Я взглянул украдкой на доску у изрытой пулями стены и, прочитав на ней число расстрелянных, с идиотским облегчением подумал: только одиннадцать! Мой допросчик, который явно знал обо мне больше, чем я писал в своих биографиях, сказал:
— Только одиннадцать, здесь вы, очевидно, торопились. — И прибавил: — Я не знаю, что тебе ответят твои соседи, когда ты будешь их спрашивать насчет заложников, и потому объясню тебе еще кое-что. Не всегда фельдфебель говорил: отпустите старух и детей. Иногда вы только женщин и детей брали. В сорок четвертом во время восстания вы вытащили женщин и детей из подвалов церкви Святого Креста и погнали впереди ваших танков.
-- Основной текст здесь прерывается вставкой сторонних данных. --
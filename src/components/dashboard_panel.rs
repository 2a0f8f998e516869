use crate::state::dashboard::{DashboardContext, DashboardView};
use gonawin_api::{RankBy, Ranked};
use tui::buffer::Buffer;
use tui::layout::Rect;
use tui::style::{Color, Modifier, Style};
use tui::text::{Line, Span};
use tui::widgets::{Paragraph, Widget, Wrap};

const PLACEHOLDER: &str = "…";

/// Summary of the current context: who is signed in and the counters and
/// rankings that matter for the entity on screen.
pub struct DashboardPanel<'a> {
    pub view: &'a DashboardView,
    pub rank_by: RankBy,
}

impl Widget for DashboardPanel<'_> {
    fn render(self, area: Rect, buf: &mut Buffer) {
        Paragraph::new(self.lines()).wrap(Wrap { trim: true }).render(area, buf);
    }
}

impl DashboardPanel<'_> {
    fn lines(&self) -> Vec<Line<'static>> {
        let view = self.view;
        let Some(context) = view.context else {
            return vec![Line::styled("Not signed in", Style::default().fg(Color::DarkGray))];
        };

        let mut lines = vec![
            Line::from(Span::styled(
                view.name.clone().unwrap_or_else(|| PLACEHOLDER.to_string()),
                Style::default().add_modifier(Modifier::BOLD),
            )),
            Line::styled(context.label().to_string(), Style::default().fg(Color::DarkGray)),
            Line::default(),
        ];

        match context {
            DashboardContext::Tournament(_) => {
                lines.push(stat("Participants", view.n_participants));
                lines.push(stat("Teams", view.n_teams));
                lines.push(Line::default());
                let (title, ranking) = match self.rank_by {
                    RankBy::Users => ("Top players", &view.rank_users),
                    RankBy::Teams => ("Top teams", &view.rank_teams),
                };
                lines.push(heading(title));
                lines.extend(ranking_lines(ranking.as_deref()));
            }
            DashboardContext::Team(_) => {
                lines.push(stat("Members", view.n_members));
                lines.push(stat("Tournaments", view.n_tournaments));
                lines.push(Line::from(format!(
                    "Accuracy: {}",
                    view.accuracy.map_or(PLACEHOLDER.to_string(), |a| format!("{a:.2}"))
                )));
                lines.push(Line::default());
                lines.push(heading("Top members"));
                lines.extend(ranking_lines(view.members.as_deref()));
            }
            DashboardContext::User
            | DashboardContext::Default
            | DashboardContext::TeamsIndex
            | DashboardContext::TournamentsIndex => {
                lines.push(stat("Score", view.score));
                lines.push(stat("Teams", view.n_teams));
                lines.push(stat("Tournaments", view.n_tournaments));
            }
        }

        if let Some(user) = view.user.as_deref()
            && matches!(context, DashboardContext::Tournament(_) | DashboardContext::Team(_))
        {
            lines.push(Line::default());
            lines.push(Line::styled(format!("Signed in as {user}"), Style::default().fg(Color::Gray)));
        }
        lines
    }
}

fn stat<T: ToString>(label: &str, value: Option<T>) -> Line<'static> {
    Line::from(vec![
        Span::styled(format!("{label}: "), Style::default().fg(Color::Gray)),
        Span::raw(value.map_or(PLACEHOLDER.to_string(), |v| v.to_string())),
    ])
}

fn heading(title: &str) -> Line<'static> {
    Line::styled(title.to_string(), Style::default().add_modifier(Modifier::UNDERLINED))
}

fn ranking_lines(ranking: Option<&[Ranked]>) -> Vec<Line<'static>> {
    match ranking {
        None => vec![Line::styled(PLACEHOLDER, Style::default().fg(Color::DarkGray))],
        Some([]) => vec![Line::styled("nobody yet", Style::default().fg(Color::DarkGray))],
        Some(rows) => rows
            .iter()
            .enumerate()
            .map(|(i, row)| Line::from(format!("{:>2}. {:<18} {:>5}", i + 1, row.name, row.score)))
            .collect(),
    }
}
Так вы наступали на нашу баррикаду на улице Новый Свят. Это значит в переводе новый мир. Дети перед танком, чтобы в него нельзя было стрелять. Таков был ваш новый мир. Спроси у себя в камере, может, кто сидел в таком танке. Скажи ему, когда я приду для допроса: я был на той баррикаде, и я его видел. Я вас видел.
В первый раз за все время, что я его знал, а я его знал уже довольно давно, он говорил, задыхаясь от гнева, и, наверно, забыл, о чем мы с ним условились ради нашей безопасности, а я от страха тоже забыл, что он запретил мне говорить о себе и своем следственном деле.
— Извините, но меня вы не видели, — сказал я. — Меня вы не могли видеть во время восстания. Меня здесь не было.
— Заткни свою кровавую пасть, — рявкнул поручик.
Долгое время мы шли молча по выгоревшим и заваленным обломками улицам; я чувствовал, что человек рядом со мной едва сдерживался, чтобы не схватить меня за горло. Я затаил дыхание и старался издали углядеть каждый из бесчисленных камней на дороге: не споткнуться, не кашлянуть, быть невесомым, незримым, как призрак, ибо если он заметит, что в тебе есть жизнь, он из тебя ее вышибет.